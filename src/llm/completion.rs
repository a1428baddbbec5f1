//! Chat completion service abstraction.

use crate::error::{AssistError, Result};
use serde::{Deserialize, Serialize};
use std::collections::VecDeque;
use std::sync::Mutex;
use std::time::Duration;

/// Role of a conversation turn.
#[derive(Debug, Clone, Copy, PartialEq, Eq, Serialize, Deserialize)]
#[serde(rename_all = "lowercase")]
pub enum Role {
    System,
    User,
    Assistant,
}

/// One role-tagged turn of a conversation.
#[derive(Debug, Clone, PartialEq, Eq, Serialize, Deserialize)]
pub struct ChatTurn {
    pub role: Role,
    pub content: String,
}

impl ChatTurn {
    pub fn system(content: impl Into<String>) -> Self {
        Self {
            role: Role::System,
            content: content.into(),
        }
    }

    pub fn user(content: impl Into<String>) -> Self {
        Self {
            role: Role::User,
            content: content.into(),
        }
    }

    pub fn assistant(content: impl Into<String>) -> Self {
        Self {
            role: Role::Assistant,
            content: content.into(),
        }
    }
}

/// Sampling parameters for a completion request.
///
/// These are fixed at this layer — bounded response length, moderate
/// temperature, light repetition penalties — and not user-tunable.
#[derive(Debug, Clone, Copy, PartialEq)]
pub struct GenerationParams {
    pub max_tokens: u32,
    pub temperature: f32,
    pub top_p: f32,
    pub frequency_penalty: f32,
    pub presence_penalty: f32,
}

impl Default for GenerationParams {
    fn default() -> Self {
        Self {
            max_tokens: 500,
            temperature: 0.7,
            top_p: 0.9,
            frequency_penalty: 0.1,
            presence_penalty: 0.1,
        }
    }
}

/// Trait for chat completion backends.
///
/// This trait allows swapping implementations (remote HTTP service vs mock).
pub trait CompletionService: Send + Sync {
    /// Request a completion for the given ordered turns.
    fn complete(&self, turns: &[ChatTurn], params: &GenerationParams) -> Result<String>;

    /// Name for logging/debugging.
    fn name(&self) -> &'static str {
        "completion"
    }
}

/// Scripted outcome for one mock invocation.
#[derive(Debug, Clone)]
enum MockOutcome {
    Reply(String),
    Fail(String),
}

/// Mock completion service for testing.
///
/// Outcomes are consumed in order; when the script runs out, the last
/// configured reply (or failure) repeats. Optionally sleeps per call to
/// simulate network latency in ordering tests.
pub struct MockCompletionService {
    script: Mutex<VecDeque<MockOutcome>>,
    fallback: MockOutcome,
    delay: Option<Duration>,
    calls: Mutex<Vec<Vec<ChatTurn>>>,
}

impl MockCompletionService {
    /// Create a mock that always replies with `response`.
    pub fn new(response: &str) -> Self {
        Self {
            script: Mutex::new(VecDeque::new()),
            fallback: MockOutcome::Reply(response.to_string()),
            delay: None,
            calls: Mutex::new(Vec::new()),
        }
    }

    /// Create a mock that always fails.
    pub fn failing(message: &str) -> Self {
        Self {
            script: Mutex::new(VecDeque::new()),
            fallback: MockOutcome::Fail(message.to_string()),
            delay: None,
            calls: Mutex::new(Vec::new()),
        }
    }

    /// Queue a scripted reply before the fallback behavior applies.
    pub fn then_reply(self, response: &str) -> Self {
        self.script
            .lock()
            .unwrap_or_else(|e| e.into_inner())
            .push_back(MockOutcome::Reply(response.to_string()));
        self
    }

    /// Queue a scripted failure before the fallback behavior applies.
    pub fn then_fail(self, message: &str) -> Self {
        self.script
            .lock()
            .unwrap_or_else(|e| e.into_inner())
            .push_back(MockOutcome::Fail(message.to_string()));
        self
    }

    /// Sleep for `delay` on every call, simulating service latency.
    pub fn with_delay(mut self, delay: Duration) -> Self {
        self.delay = Some(delay);
        self
    }

    /// Number of completed invocations.
    pub fn call_count(&self) -> usize {
        self.calls.lock().unwrap_or_else(|e| e.into_inner()).len()
    }

    /// The turn lists passed to each invocation, in order.
    pub fn recorded_calls(&self) -> Vec<Vec<ChatTurn>> {
        self.calls
            .lock()
            .unwrap_or_else(|e| e.into_inner())
            .clone()
    }
}

impl CompletionService for MockCompletionService {
    fn complete(&self, turns: &[ChatTurn], _params: &GenerationParams) -> Result<String> {
        if let Some(delay) = self.delay {
            std::thread::sleep(delay);
        }
        self.calls
            .lock()
            .unwrap_or_else(|e| e.into_inner())
            .push(turns.to_vec());

        let outcome = self
            .script
            .lock()
            .unwrap_or_else(|e| e.into_inner())
            .pop_front()
            .unwrap_or_else(|| self.fallback.clone());

        match outcome {
            MockOutcome::Reply(text) => Ok(text),
            MockOutcome::Fail(message) => Err(AssistError::Completion { message }),
        }
    }

    fn name(&self) -> &'static str {
        "mock-completion"
    }
}
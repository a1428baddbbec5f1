//! Speech-to-text service interface and HTTP implementation.

pub mod remote;
pub mod transcriber;

pub use remote::RemoteTranscriptionService;
pub use transcriber::{MockTranscriptionService, TranscriptionService};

○ ○ ○ ○

What is expected - Take from the material above every line that includes the word "serde".

Solution to this task -
use serde::{Deserialize, Serialize};
#[serde(rename_all = "lowercase")]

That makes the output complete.